Sonntag, Juli 09, 2017

Merkel sieht schwarz

Es ist immer wieder erstaunlich, wie Politiker versuchen, mit billigster Münze durchs Leben zu kommen – und entnervend, dass wir das auch noch hinnehmen. So atemberaubend schnell unsere Welt sich verändert, Politiker sind da offenbar immer noch einen Schritt schneller – mindestens.

In ihrer heutigen Form werde die Autoindustrie nicht überleben, so Frau Merkel beim Europäischen Rat. Keine guten Überlebenschancen für Deutschlands wichtigsten Indu-striezweig mit rund einer Million Beschäftigten, findet sie. Dieser Befund ist ernst zu nehmen.

Die deutschen Automobilhersteller, alle wie sie da sind, dürften den Wechsel vom Verbrennungsmotor zum Elektroantrieb gründlich verschlafen haben. Das ließe sich immer noch machen, sozusagen in einer Hauruckaktion? Das mag sein. Das Dumme ist nur, dass damit hunderttausende Arbeitsplätze verloren gingen – über Nacht. Wie das? Ein Verbrennungsmotor besteht aus einigen tausend Teilen, ein Elektromotor aus wenigen. Weniger Arbeit, weniger Arbeitsplätze, mehr Arbeitslose. Wie gesagt: von heute auf morgen. Das will natürlich niemand. Aber darüber wird nicht gesprochen. Und deshalb wird auch nichts getan, und wenn, dann das Falsche.

Die Alternative Wasserstoffantrieb – weitgehend entwickelt und in der Praxis erprobt – ist offenbar als Alternative kein Thema. Dabei stünden hier Arbeitsplätze nicht infrage. Die Motoren würden sich nicht ändern, nur der Kraftstoff.

Bitte jetzt nicht darüber reden, dass die Wasserstoffproduktion zu anspruchsvoll sei, zu teuer, und dann die Schwierigkeiten mit der Speicherung und überhaupt: die Wasser-stofftankstellen, von denen es zurzeit nur ein paar gibt. Sind das unlösbare Probleme? Bestimmt nicht.

Die deutschen Automobilhersteller sind weder auf die eine noch auf die andere Möglichkeit eingerichtet. Zukunft liest sich für sie so wie die Vergangenheit. Sie konnten sich jeden Unfug, jede Unverfrorenheit bis zu Betrug und Verlogenheit leisten. Die hatten ihre Bundeskanzler und jetzt ihr Bundeskanzlerin auf ihrer Seite. Wie eine Löwin kämpfte Frau Merkel für alles, was Audi, BMW, Mercedes, VW zu ihrem Vorteil für richtig und wichtig hielten.

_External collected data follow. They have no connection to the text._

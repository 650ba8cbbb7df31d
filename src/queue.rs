//! Per-rank mapping from block id to pending ray batch.
//!
//! Ordering within a queue is irrelevant for correctness; batches are kept
//! FIFO purely for cache locality when an adapter traces them.

use std::collections::HashMap;

use parking_lot::{Mutex, RwLock};

use crate::ray::{BlockId, Ray};

/// One mutex per queued block so shuffle-chunk writers only ever contend
/// with peers touching the *same* block, not with every other block in the
/// map (§4.1 concurrency note). The outer `RwLock` only guards the map's
/// shape (which blocks exist at all) — it's taken for writing solely to
/// insert a block's first `Mutex<Vec<Ray>>`, and for reading everywhere
/// else, so two chunks pushing to different blocks never wait on each
/// other.
pub struct RayQueueMap {
    queues: RwLock<HashMap<BlockId, Mutex<Vec<Ray>>>>,
}

impl RayQueueMap {
    pub fn new() -> RayQueueMap {
        RayQueueMap { queues: RwLock::new(HashMap::new()) }
    }

    /// Run `f` against `block`'s queue, creating it first if this is the
    /// first ray ever routed there. Takes the write lock only on that
    /// first-touch path; every later call for an already-known block only
    /// needs the read lock to find its `Mutex` and then locks that alone.
    fn with_queue<R>(&self, block: BlockId, f: impl FnOnce(&mut Vec<Ray>) -> R) -> R {
        if let Some(queue) = self.queues.read().get(&block) {
            return f(&mut queue.lock());
        }
        // First touch: take the write lock just long enough to insert an
        // empty queue, then drop back to the read path above so the mutex
        // lock itself never outlives the map's write guard.
        self.queues.write().entry(block).or_default();
        f(&mut self.queues.read().get(&block).expect("just inserted").lock())
    }

    pub fn push(&self, block: BlockId, ray: Ray) {
        self.with_queue(block, |q| q.push(ray));
    }

    pub fn extend(&self, block: BlockId, rays: impl IntoIterator<Item = Ray>) {
        self.with_queue(block, |q| q.extend(rays));
    }

    /// Remove and return the full batch queued for `block`, if any. Leaves
    /// the (now-empty) per-block `Mutex` in the map rather than removing the
    /// entry, so a concurrent `push` racing this call never has to take the
    /// map's write lock.
    pub fn take(&self, block: BlockId) -> Vec<Ray> {
        match self.queues.read().get(&block) {
            Some(queue) => std::mem::take(&mut *queue.lock()),
            None => Vec::new(),
        }
    }

    pub fn len_of(&self, block: BlockId) -> usize {
        self.queues.read().get(&block).map(|q| q.lock().len()).unwrap_or(0)
    }

    pub fn is_empty(&self) -> bool {
        self.queues.read().values().all(|q| q.lock().is_empty())
    }

    pub fn total_rays(&self) -> usize {
        self.queues.read().values().map(|q| q.lock().len()).sum()
    }

    /// The block with the largest queue; ties broken by lowest id (§4.3/4.4).
    pub fn largest(&self) -> Option<BlockId> {
        self.queues
            .read()
            .iter()
            .filter_map(|(id, q)| {
                let len = q.lock().len();
                (len > 0).then_some((*id, len))
            })
            .max_by(|(id_a, len_a), (id_b, len_b)| len_a.cmp(len_b).then(id_b.cmp(id_a)))
            .map(|(id, _)| id)
    }

    /// Snapshot of `(block_id, ray_count)` for every non-empty queue, used
    /// by the Hybrid scheduler's per-round report to the coordinator.
    pub fn demand_snapshot(&self) -> Vec<(BlockId, usize)> {
        self.queues
            .read()
            .iter()
            .filter_map(|(id, q)| {
                let len = q.lock().len();
                (len > 0).then_some((*id, len))
            })
            .collect()
    }

    pub fn block_ids(&self) -> Vec<BlockId> {
        self.queues.read().keys().copied().collect()
    }
}

impl Default for RayQueueMap {
    fn default() -> Self {
        Self::new()
    }
}
//! One round of cross-rank ray exchange (§4.7).
//!
//! Convention for the "tail is the next block" rule: by the time a ray sits
//! in a local [`crate::queue::RayQueueMap`] bucket, the shuffler has already
//! popped that bucket's block id off the *front* of its intersection list
//! (§4.1 step 4). To move such a bucket to its block's owning rank, the
//! destination block id is pushed back onto the *tail* of the list before
//! packing; the receiver pops it from the tail and uses it as the queue key
//! directly, with no BVH requery needed.

use std::collections::HashMap;

use crate::queue::RayQueueMap;
use crate::ray::{BlockId, RankId, Ray};
use crate::transport::ClusterTransport;

/// Tag a bucket of rays about to leave this rank for `destination_block`'s
/// home: push the block id back onto each ray's tail.
pub fn tag_for_send(destination_block: BlockId, mut rays: Vec<Ray>) -> Vec<Ray> {
    for ray in &mut rays {
        ray.intersection_list.push(destination_block);
    }
    rays
}

/// Outcome of one exchange round: how many rays were sent to (and received
/// from) each peer, for the voter's `num_pending_rays` bookkeeping.
pub struct ExchangeStats {
    pub sent: usize,
    pub received: usize,
}

/// Run one `Alltoall`-sized-then-`Isend/Irecv`-then-`Waitall` round.
///
/// `outbound[j]` holds rays destined for rank `j` (already tagged per
/// [`tag_for_send`]), empty for ranks with nothing to send. Received rays
/// are unpacked, their destination block id popped from the tail, and
/// pushed directly into `local_queue`.
pub fn run_round(
    transport: &dyn ClusterTransport,
    outbound: Vec<Vec<Ray>>,
    local_queue: &RayQueueMap,
) -> ExchangeStats {
    let world_size = transport.world_size();
    assert_eq!(outbound.len(), world_size);

    let mut packed: Vec<Vec<u8>> = vec![Vec::new(); world_size];
    let mut sent = 0usize;
    for (peer, rays) in outbound.iter().enumerate() {
        sent += rays.len();
        let mut buf = Vec::new();
        for ray in rays {
            ray.pack(&mut buf).expect("packing a ray into an in-memory buffer cannot fail");
        }
        packed[peer] = buf;
    }

    let counts: Vec<(usize, usize)> = outbound.iter().zip(&packed).map(|(r, b)| (r.len(), b.len())).collect();
    let inbound_counts = transport.alltoall_counts(&counts);

    let inbound_bytes = transport.exchange_bytes(packed);

    let mut received = 0usize;
    for (peer, bytes) in inbound_bytes.into_iter().enumerate() {
        let (expected_rays, expected_bytes) = inbound_counts[peer];
        debug_assert_eq!(bytes.len(), expected_bytes);
        let mut cursor = &bytes[..];
        for _ in 0..expected_rays {
            let mut ray = Ray::unpack(&mut cursor).expect("malformed ray on the wire");
            let destination = ray.intersection_list.pop().expect("exchanged rays carry a tail destination block");
            local_queue.push(destination, ray);
            received += 1;
        }
    }

    ExchangeStats { sent, received }
}

/// Partition a rank's non-local queue buckets into per-peer outbound
/// batches, given a `home` function mapping a block id to the rank that
/// should receive its queue this round.
pub fn partition_outbound(
    world_size: usize,
    self_rank: RankId,
    buckets: Vec<(BlockId, Vec<Ray>)>,
    mut home: impl FnMut(BlockId) -> RankId,
) -> Vec<Vec<Ray>> {
    let mut outbound: Vec<Vec<Ray>> = vec![Vec::new(); world_size];
    let mut by_peer: HashMap<RankId, Vec<Ray>> = HashMap::new();
    for (block, rays) in buckets {
        let owner = home(block);
        if owner == self_rank {
            continue;
        }
        by_peer.entry(owner).or_default().extend(tag_for_send(block, rays));
    }
    for (peer, rays) in by_peer {
        outbound[peer.as_usize()] = rays;
    }
    outbound
}

#[cfg(test)]
mod tests {
    use super::*;
    use crate::transport::LocalTransport;
    use cgmath::Vector3;
    use std::thread;

    #[test]
    fn rays_land_in_the_tagged_block_on_the_receiver() {
        let cluster = LocalTransport::cluster(2);
        let handles: Vec<_> = cluster
            .into_iter()
            .map(|t| {
                thread::spawn(move || {
                    let queue = RayQueueMap::new();
                    let outbound = if t.rank() == RankId(0) {
                        let ray = Ray::primary(Vector3::new(0.0, 0.0, 0.0), Vector3::new(1.0, 0.0, 0.0), 1, 2);
                        vec![Vec::new(), tag_for_send(BlockId(7), vec![ray])]
                    } else {
                        vec![Vec::new(), Vec::new()]
                    };
                    let stats = run_round(&t, outbound, &queue);
                    (t.rank(), stats.sent, stats.received, queue.len_of(BlockId(7)))
                })
            })
            .collect();
        let results: Vec<_> = handles.into_iter().map(|h| h.join().unwrap()).collect();
        let rank0 = results.iter().find(|r| r.0 == RankId(0)).unwrap();
        let rank1 = results.iter().find(|r| r.0 == RankId(1)).unwrap();
        assert_eq!(rank0.1, 1);
        assert_eq!(rank1.2, 1);
        assert_eq!(rank1.3, 1);
    }
}
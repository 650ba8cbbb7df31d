//! Core error kinds, one variant per §7 error category.
//!
//! Ray-level failures are *not* represented here: an adapter that cannot
//! finish a ray sets [`crate::ray::TermFlags::TIMEOUT`] and the ray is
//! treated as terminated with its current color. Only system-level failures
//! reach this type, and the core never retries them.

use thiserror::Error;

use crate::ray::BlockId;

#[derive(Debug, Error)]
pub enum Error {
    /// Unknown scheduler/adapter/policy name, or a malformed config value.
    /// Fails fast at startup.
    #[error("configuration error: {0}")]
    Configuration(String),

    /// Allocation failure for a queue or framebuffer. Fatal on the offending
    /// rank; callers should fold this into a poisoned vote so the frame is
    /// aborted cluster-wide rather than silently producing a partial image.
    #[error("resource exhausted: {0}")]
    Resource(String),

    /// The adapter reported a failure outside the per-ray timeout path
    /// (e.g. `load()`/`unload()` failing for a block).
    #[error("adapter error on block {block:?}: {message}")]
    Adapter { block: BlockId, message: String },

    /// A collective or point-to-point exchange failed. Fatal to the frame;
    /// the core does not retry.
    #[error("communication error: {0}")]
    Communication(String),

    /// A protocol message arrived out of state (e.g. a vote before a
    /// PROPOSE). The voter's state machine discards these; this variant
    /// exists so callers that want to log/alert on it still can.
    #[error("protocol violation: {0}")]
    Protocol(String),
}

pub type Result<T> = std::result::Result<T, Error>;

Wer jetzt glaubt, Frau Merkel will das ändern, der irrt. Alle betroffenen Länder sollten bereit sein, „die Umstrukturierung unserer Autoindustrie in den kommenden Jahren zu begleiten und zu kompensieren“, sagt sie. Im Klartext: Die Automobilhersteller sollen auch in Zukunft ohne Rücksicht auf Vernunft subventioniert werden. Die Herren Krüger (BMW), Müller (VW),  Stadler (Audi), Zetsche (Mercedes), können sich die Hände reiben.

Das ist ja auch einleuchtend. Im Wahlprogramm von CDU und CSU wird erklärt, „dass die deutsche Automobilindustrie auch künftig ihre Weltmarktstellung behauptet.“ Deutschland solle führend werden bei der Produktion alternativer umweltfreundlicher Antriebe. Ein frommer Wunsch. Anscheinend fahren die Herren ihre Unternehmen lieber gegen die Wand – auf unsere Kosten.